Date & Time: Feb 23, 1955 at 0920 LT
Operator:
Registration:
VP-YKO
Flight Phase:
Takeoff (climb)
Survivors:
Yes
Schedule:
Salisbury – Lusaka
MSN:
15109/26554
YOM:
1944
Flight number:
CAA626
Country:
Zimbabwe
Region:
Africa
Crew on board:
5
Crew fatalities:
1
Pax on board:
21
Pax fatalities:
0
Other fatalities:
0
Total fatalities:
1
Circumstances:
Just after liftoff from runway 09, while in initial climb, the crew raised the gear when smoke spread into the cockpit. The captain decided to land immediately. The aircraft belly landed and skidded for dozen yards before it overran and came to rest on a railway. Twenty-five occupants evacuated safely while the flight engineer was killed by a propeller blade coming from the left engine that penetrated the cockpit.
Probable cause:
The cause of the accident was the presence of smoke in the flight crew compartment in sufficient quantity to make the captain apprehensive of fire and to cause him to land the aircraft immediately with the undercarriage retracted.

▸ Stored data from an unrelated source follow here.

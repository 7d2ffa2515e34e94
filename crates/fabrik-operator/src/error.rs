//! Engine error types.
//!
//! The variants fall into the classes the engine treats differently:
//! preconditions (never retried, resource marked failed), conflicts
//! (re-read and retry a bounded number of times), transient backend errors
//! (retried on the next poll tick) and cooperative cancellation.

use thiserror::Error;

use fabrik_network::NetworkError;
use fabrik_state::StateError;

/// Errors raised while claiming, executing or polling resources.
#[derive(Debug, Error)]
pub enum OperatorError {
    #[error("unknown task type: {0}")]
    UnknownTaskType(String),

    #[error("configuration error: {0}")]
    Config(String),

    #[error("invalid resource options for {key}: {message}")]
    InvalidOptions { key: String, message: String },

    #[error("network planning error: {0}")]
    Network(#[from] NetworkError),

    #[error("deployment {instance_id} is locked for {operation} by {holder}")]
    DeploymentLocked {
        instance_id: String,
        operation: String,
        holder: String,
    },

    #[error("no free network segment (capacity {0})")]
    NoSegmentAvailable(u32),

    #[error("state store error: {0}")]
    State(#[from] StateError),

    #[error("conflict persisted after retries on {0}")]
    Conflict(String),

    #[error("{backend} backend error: {message}")]
    Backend { backend: String, message: String },

    #[error("cancelled: {0}")]
    Cancelled(String),
}

pub type OperatorResult<T> = Result<T, OperatorError>;

impl OperatorError {
    pub fn backend(backend: impl ToString, message: impl Into<String>) -> Self {
        OperatorError::Backend {
            backend: backend.to_string(),
            message: message.into(),
        }
    }

    /// Misconfiguration or bad input: retrying cannot help.
    pub fn is_precondition(&self) -> bool {
        matches!(
            self,
            OperatorError::UnknownTaskType(_)
                | OperatorError::Config(_)
                | OperatorError::InvalidOptions { .. }
                | OperatorError::Network(_)
                | OperatorError::DeploymentLocked { .. }
                | OperatorError::NoSegmentAvailable(_)
        )
    }

    /// Worth another attempt on the next poll tick.
    pub fn is_retryable(&self) -> bool {
        match self {
            OperatorError::Backend { .. } | OperatorError::Conflict(_) => true,
            OperatorError::State(e) => e.is_conflict(),
            _ => false,
        }
    }

    pub fn is_cancelled(&self) -> bool {
        matches!(self, OperatorError::Cancelled(_))
    }
}
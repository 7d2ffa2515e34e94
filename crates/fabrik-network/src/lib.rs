//! fabrik-network — pure network and manifest planning for deployments.
//!
//! Given the configured network specs, a deployment's segment index and the
//! segmentation policy, the planner computes for every availability zone:
//!
//! ```text
//!   range 10.11.0.0/24            (network .0, broadcast .255)
//!   ├── gateway                   .1
//!   ├── outside offset/size window   ─┐
//!   ├── reserved prefix              ─┴─ rendered as `reserved`
//!   ├── segment 0 │ segment 1 │ ...  ◀── `static` for index i
//!   └── remainder                    ─── left allocatable
//! ```
//!
//! Planning is deterministic: the same inputs always produce byte-identical
//! reserved and static lists. The results feed the add-on jobs (firewall
//! allow/block lists) and the rendered deployment manifest.
//!
//! Nothing here performs I/O; the crate is synchronous and side-effect free.

pub mod addons;
pub mod cidr;
pub mod error;
pub mod manifest;
pub mod network;
pub mod subnet;

pub use addons::{Addon, AddonJob, IPTABLES_MANAGER, iptables_manager};
pub use cidr::{IpRange, Ipv4Cidr};
pub use error::{NetworkError, NetworkResult};
pub use manifest::{
    DeploymentManifest, InstanceGroupTemplate, JobRef, ReleaseRef, deployment_name,
    parse_deployment_name,
};
pub use network::{DynamicSubnet, NetworkPlan, NetworkSpec, NetworkType, find_network, plan_networks};
pub use subnet::{Segmentation, SubnetPlan, SubnetSpec, plan_subnet};
impl VelocityEngine {
    /// The scheduler's work callback must run `on_timeout()` for every
    /// `Task::KeyTimeout`.
    ///
    /// # Errors
    ///
    /// Will return `KError::BadConfig` if the control row isn't the
    /// last row, the remaining rows don't pair up, or the timeout is
    /// zero.
    pub fn new(
        geometry: &MatrixGeometry,
        control_row: Option<u8>,
        config: VelocityConfig,
        scheduler: Arc<Scheduler<Task>>,
    ) -> Result<VelocityEngine, KError> {
        let rows = geometry.rows();
        let key_rows = match control_row {
            Some(row) if usize::from(row) + 1 == rows => rows - 1,
            Some(row) => {
                return Err(KError::BadConfig {
                    reason: format!("control row {row} must be the last of {rows} rows"),
                })
            }
            None => rows,
        };
        if key_rows % 2 != 0 {
            return Err(KError::BadConfig {
                reason: format!("{key_rows} key rows can't be paired into upper/lower"),
            });
        }
        if config.timeout_us == 0 {
            return Err(KError::BadConfig {
                reason: "zero velocity timeout".to_string(),
            });
        }

        let num_keys = key_rows / 2 * geometry.cols();
        Ok(VelocityEngine {
            cols: geometry.cols(),
            key_rows,
            control_row,
            config,
            keys: Mutex::new(vec![KeyState::default(); num_keys]),
            scheduler,
            key_events: Broadcast::new(),
            control_keys: Bubbling::new(),
        })
    }

    pub fn num_keys(&self) -> usize {
        self.key_rows / 2 * self.cols
    }

    pub fn key_index(&self, logical_row: u8, col: u8) -> usize {
        usize::from(logical_row) * self.cols + usize::from(col)
    }

    /// Copy of one key's state.
    pub fn key_state(&self, key_index: usize) -> Option<KeyState> {
        self.keys
            .lock()
            .unwrap_or_else(mutex_poison)
            .get(key_index)
            .copied()
    }

    /// Where press and release events go.
    pub fn key_events(&self) -> &Broadcast<VelocityEvent> {
        &self.key_events
    }

    /// Where control key presses go.
    pub fn control_keys(&self) -> &Bubbling<ControlKey> {
        &self.control_keys
    }

    pub fn config(&self) -> &VelocityConfig {
        &self.config
    }

    /// Feed one debounced matrix event.
    pub fn on_scan_event(&self, row: u8, col: u8, pressed: bool) {
        if Some(row) == self.control_row {
            self.on_control_event(col, pressed);
            return;
        }
        if usize::from(row) >= self.key_rows || usize::from(col) >= self.cols {
            warn!("scan event off the keyboard: ({row}, {col})");
            return;
        }

        let logical_row = row / 2;
        let upper = row % 2 == 0;
        let key_index = self.key_index(logical_row, col);
        let now = self.scheduler.now_us();
        let at = (logical_row, col, key_index, now);

        let followup = {
            let mut keys = self.keys.lock().unwrap_or_else(mutex_poison);
            let key = &mut keys[key_index];
            trace!(
                "key {key_index} {} {}, {:?}",
                if upper { "upper" } else { "lower" },
                if pressed { "pressed" } else { "released" },
                key.timer_state
            );

            let mut followup = Followup::default();
            match (upper, pressed, key.timer_state) {
                (true, true, TimerState::None) => {
                    Self::start_timing(key, now, &mut followup);
                }
                (true, true, TimerState::Running) => {
                    debug!("key {key_index} double-tapped, timing restarted");
                    followup.cancel_timeout = true;
                    Self::start_timing(key, now, &mut followup);
                }
                (true, true, TimerState::TimedOut) => {}
                (true, false, TimerState::Running) => {
                    followup.cancel_timeout = true;
                    key.timer_state = TimerState::None;
                }
                (true, false, TimerState::TimedOut) => {
                    followup.event = Self::release(key, at);
                    key.timer_state = TimerState::None;
                }
                (true, false, TimerState::None) => {}
                (false, true, TimerState::Running) => {
                    followup.cancel_timeout = true;
                    let velocity = velocity_for(now.wrapping_sub(key.top_ts), &self.config);
                    key.timer_state = TimerState::None;
                    followup.event = Self::press(key, at, velocity);
                }
                (false, true, TimerState::TimedOut) => {
                    key.timer_state = TimerState::None;
                }
                (false, true, TimerState::None) => {
                    followup.event = Self::press(key, at, self.config.fallback_velocity);
                }
                (false, false, timer_state) => {
                    followup.event = Self::release(key, at);
                    if timer_state == TimerState::TimedOut {
                        key.timer_state = TimerState::None;
                    }
                }
            }
            followup
        }; // keys lock freed.

        self.follow_up(key_index, followup);
    }

    /// The lower switch of `key_index` didn't arrive in time.
    pub fn on_timeout(&self, key_index: usize) {
        let now = self.scheduler.now_us();
        let event = {
            let mut keys = self.keys.lock().unwrap_or_else(mutex_poison);
            let Some(key) = keys.get_mut(key_index) else {
                warn!("timeout for unknown key {key_index}");
                return;
            };

            let deadline = key.top_ts.wrapping_add(self.config.timeout_us);
            if key.timer_state != TimerState::Running || !is_due(deadline, now) {
                trace!("stale timeout for key {key_index}, {:?}", key.timer_state);
                return;
            }

            key.timer_state = TimerState::TimedOut;
            let logical_row = (key_index / self.cols) as u8;
            let col = (key_index % self.cols) as u8;
            Self::press(
                key,
                (logical_row, col, key_index, now),
                self.config.fallback_velocity,
            )
        }; // keys lock freed.

        if let Some(event) = event {
            self.key_events.emit(&event);
        }
    }

    fn on_control_event(&self, col: u8, pressed: bool) {
        if !pressed {
            return;
        }
        match ControlKey::try_from(col) {
            Ok(control_key) => {
                if !self.control_keys.emit(&control_key) {
                    trace!("{control_key:?} unclaimed");
                }
            }
            Err(col) => warn!("no control key at column {col}"),
        }
    }

    fn follow_up(&self, key_index: usize, followup: Followup) {
        if followup.cancel_timeout {
            self.scheduler.cancel(Task::KeyTimeout(key_index));
        }
        if let Some(top_ts) = followup.start_timeout {
            self.scheduler.schedule_at(
                top_ts.wrapping_add(self.config.timeout_us),
                top_ts,
                Task::KeyTimeout(key_index),
            );
        }
        if let Some(event) = followup.event {
            self.key_events.emit(&event);
        }
    }

    fn start_timing(key: &mut KeyState, now: u32, followup: &mut Followup) {
        key.top_ts = now;
        key.timer_state = TimerState::Running;
        followup.start_timeout = Some(now);
    }

    /// `None` if the key is already playing.
    fn press(key: &mut KeyState, at: KeyAt, velocity: u8) -> Option<VelocityEvent> {
        if key.playing {
            return None;
        }
        let (row, col, key_index, now) = at;
        key.playing = true;
        key.velocity = velocity;
        debug!("key {key_index} press, velocity {velocity}");
        Some(VelocityEvent {
            row,
            col,
            key_index,
            velocity,
            pressed: true,
            event_us: now,
        })
    }

    fn release(key: &mut KeyState, at: KeyAt) -> Option<VelocityEvent> {
        if !key.playing {
            return None;
        }
        let (row, col, key_index, now) = at;
        key.playing = false;
        debug!("key {key_index} release");
        Some(VelocityEvent {
            row,
            col,
            key_index,
            velocity: 0,
            pressed: false,
            event_us: now,
        })
    }
}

The only defect revealed by subsequent investigation of the airframe, engine and accessories, was a fractured rubber hose on the port engine connecting the rocker box of one of the lower cylinders to the collector box. It is the option of the Investigating Officers that oil leaking from this fracture was carried by the airflow on to the exhaust collector ring and generated smoke. Tests carried out later on the same type of aircraft proved conclusively that smoke generated in this region will travel freely to the flight crew compartment via the wheel bay and interior of the centre section leading edge.